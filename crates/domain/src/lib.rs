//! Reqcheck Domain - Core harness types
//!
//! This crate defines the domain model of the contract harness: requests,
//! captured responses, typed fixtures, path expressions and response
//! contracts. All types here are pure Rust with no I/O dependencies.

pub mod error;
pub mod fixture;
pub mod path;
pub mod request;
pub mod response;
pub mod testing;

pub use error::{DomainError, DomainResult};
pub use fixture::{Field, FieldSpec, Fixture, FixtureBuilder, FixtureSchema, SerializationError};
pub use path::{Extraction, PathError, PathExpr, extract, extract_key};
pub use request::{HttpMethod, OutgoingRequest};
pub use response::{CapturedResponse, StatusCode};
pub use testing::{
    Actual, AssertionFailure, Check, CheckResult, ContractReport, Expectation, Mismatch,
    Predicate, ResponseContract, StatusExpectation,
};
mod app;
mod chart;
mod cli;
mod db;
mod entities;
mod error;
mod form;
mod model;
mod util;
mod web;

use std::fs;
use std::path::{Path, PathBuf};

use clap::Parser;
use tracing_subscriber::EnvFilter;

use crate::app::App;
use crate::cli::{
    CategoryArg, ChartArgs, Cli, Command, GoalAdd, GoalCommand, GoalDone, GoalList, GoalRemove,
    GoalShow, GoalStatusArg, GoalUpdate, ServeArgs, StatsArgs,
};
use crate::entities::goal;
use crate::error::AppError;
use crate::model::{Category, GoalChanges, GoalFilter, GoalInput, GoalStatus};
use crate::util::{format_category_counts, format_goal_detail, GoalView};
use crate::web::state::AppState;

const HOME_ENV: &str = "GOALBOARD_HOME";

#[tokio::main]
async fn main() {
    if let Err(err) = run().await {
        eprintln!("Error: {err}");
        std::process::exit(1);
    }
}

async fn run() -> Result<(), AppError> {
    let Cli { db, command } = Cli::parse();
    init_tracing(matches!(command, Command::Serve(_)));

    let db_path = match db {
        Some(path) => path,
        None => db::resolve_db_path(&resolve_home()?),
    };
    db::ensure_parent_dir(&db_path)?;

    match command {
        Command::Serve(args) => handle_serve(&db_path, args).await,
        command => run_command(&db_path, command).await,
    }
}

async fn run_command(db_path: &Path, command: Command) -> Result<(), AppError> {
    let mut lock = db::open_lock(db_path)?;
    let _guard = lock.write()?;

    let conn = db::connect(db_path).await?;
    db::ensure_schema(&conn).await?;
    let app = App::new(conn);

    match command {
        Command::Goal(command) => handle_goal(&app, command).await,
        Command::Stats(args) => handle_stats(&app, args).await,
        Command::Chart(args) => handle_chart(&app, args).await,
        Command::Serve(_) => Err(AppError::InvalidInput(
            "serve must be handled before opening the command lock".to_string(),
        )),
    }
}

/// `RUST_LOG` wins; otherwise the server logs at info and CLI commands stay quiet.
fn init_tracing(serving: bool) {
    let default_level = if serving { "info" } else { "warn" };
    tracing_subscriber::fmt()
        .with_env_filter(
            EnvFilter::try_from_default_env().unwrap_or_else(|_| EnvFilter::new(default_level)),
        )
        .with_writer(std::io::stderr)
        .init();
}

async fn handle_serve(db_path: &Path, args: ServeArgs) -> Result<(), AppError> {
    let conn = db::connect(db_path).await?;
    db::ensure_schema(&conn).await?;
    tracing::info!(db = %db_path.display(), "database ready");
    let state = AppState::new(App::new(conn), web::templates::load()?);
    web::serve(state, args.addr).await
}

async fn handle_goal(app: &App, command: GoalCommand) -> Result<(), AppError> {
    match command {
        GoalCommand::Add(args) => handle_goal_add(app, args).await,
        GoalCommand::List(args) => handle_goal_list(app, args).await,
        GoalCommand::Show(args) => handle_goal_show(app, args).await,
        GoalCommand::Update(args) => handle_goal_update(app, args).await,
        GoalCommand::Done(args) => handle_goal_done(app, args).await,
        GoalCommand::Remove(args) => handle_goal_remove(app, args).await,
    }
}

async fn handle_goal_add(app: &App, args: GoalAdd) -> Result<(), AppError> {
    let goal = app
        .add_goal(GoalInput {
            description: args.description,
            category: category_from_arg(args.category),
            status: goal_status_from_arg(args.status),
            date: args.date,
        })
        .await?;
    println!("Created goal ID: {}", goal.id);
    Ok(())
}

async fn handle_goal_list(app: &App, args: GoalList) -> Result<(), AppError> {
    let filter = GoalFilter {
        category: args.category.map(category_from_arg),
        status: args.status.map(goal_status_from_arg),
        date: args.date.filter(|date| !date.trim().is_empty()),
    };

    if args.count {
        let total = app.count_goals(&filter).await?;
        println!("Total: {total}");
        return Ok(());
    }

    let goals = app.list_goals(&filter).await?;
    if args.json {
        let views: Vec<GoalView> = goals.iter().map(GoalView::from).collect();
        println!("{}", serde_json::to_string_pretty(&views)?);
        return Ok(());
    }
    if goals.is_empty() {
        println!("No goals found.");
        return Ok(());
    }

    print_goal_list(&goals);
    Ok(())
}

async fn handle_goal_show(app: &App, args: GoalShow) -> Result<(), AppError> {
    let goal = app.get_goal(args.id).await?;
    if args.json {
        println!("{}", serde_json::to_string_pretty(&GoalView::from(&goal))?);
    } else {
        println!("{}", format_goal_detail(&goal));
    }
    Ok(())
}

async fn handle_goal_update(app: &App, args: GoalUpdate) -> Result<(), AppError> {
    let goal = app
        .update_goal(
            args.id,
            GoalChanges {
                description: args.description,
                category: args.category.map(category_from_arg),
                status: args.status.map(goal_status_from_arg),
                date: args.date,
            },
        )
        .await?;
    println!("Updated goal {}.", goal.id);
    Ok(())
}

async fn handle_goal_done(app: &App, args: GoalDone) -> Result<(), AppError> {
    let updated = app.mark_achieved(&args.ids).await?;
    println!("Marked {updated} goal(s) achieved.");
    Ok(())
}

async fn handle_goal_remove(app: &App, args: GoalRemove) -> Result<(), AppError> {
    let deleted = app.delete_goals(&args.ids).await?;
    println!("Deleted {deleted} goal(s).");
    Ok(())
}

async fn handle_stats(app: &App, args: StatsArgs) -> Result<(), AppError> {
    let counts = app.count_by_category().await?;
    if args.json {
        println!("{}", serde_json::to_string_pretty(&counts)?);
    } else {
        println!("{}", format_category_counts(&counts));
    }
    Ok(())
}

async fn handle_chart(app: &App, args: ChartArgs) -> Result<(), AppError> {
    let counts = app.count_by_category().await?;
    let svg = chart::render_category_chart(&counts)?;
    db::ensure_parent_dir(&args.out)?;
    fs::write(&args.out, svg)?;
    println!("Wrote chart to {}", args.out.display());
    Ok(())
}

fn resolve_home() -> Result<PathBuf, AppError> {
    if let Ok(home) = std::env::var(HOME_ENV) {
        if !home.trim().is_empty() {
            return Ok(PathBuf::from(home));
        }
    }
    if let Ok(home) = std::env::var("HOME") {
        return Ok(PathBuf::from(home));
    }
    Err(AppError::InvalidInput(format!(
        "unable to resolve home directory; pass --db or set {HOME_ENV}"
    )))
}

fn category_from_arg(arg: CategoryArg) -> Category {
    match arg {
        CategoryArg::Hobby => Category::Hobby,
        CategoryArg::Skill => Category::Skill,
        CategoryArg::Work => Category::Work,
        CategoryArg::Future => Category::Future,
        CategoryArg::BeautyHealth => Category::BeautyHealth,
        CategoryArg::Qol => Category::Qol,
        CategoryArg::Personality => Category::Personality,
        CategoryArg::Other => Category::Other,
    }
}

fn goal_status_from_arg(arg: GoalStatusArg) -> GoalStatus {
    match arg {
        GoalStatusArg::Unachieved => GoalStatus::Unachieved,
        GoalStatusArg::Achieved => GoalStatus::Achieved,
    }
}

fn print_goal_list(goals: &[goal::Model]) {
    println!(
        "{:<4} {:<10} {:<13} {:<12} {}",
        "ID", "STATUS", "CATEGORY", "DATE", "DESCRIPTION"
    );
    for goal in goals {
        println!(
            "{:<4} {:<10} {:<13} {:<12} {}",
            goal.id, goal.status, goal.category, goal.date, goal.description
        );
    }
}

+ + +

◆ PROBLEM DESCRIPTION
Copy out every line from the data above in which the word "StatsArgs" occurs.

◆ EXERCISE ANSWER
    GoalShow, GoalStatusArg, GoalUpdate, ServeArgs, StatsArgs,
async fn handle_stats(app: &App, args: StatsArgs) -> Result<(), AppError> {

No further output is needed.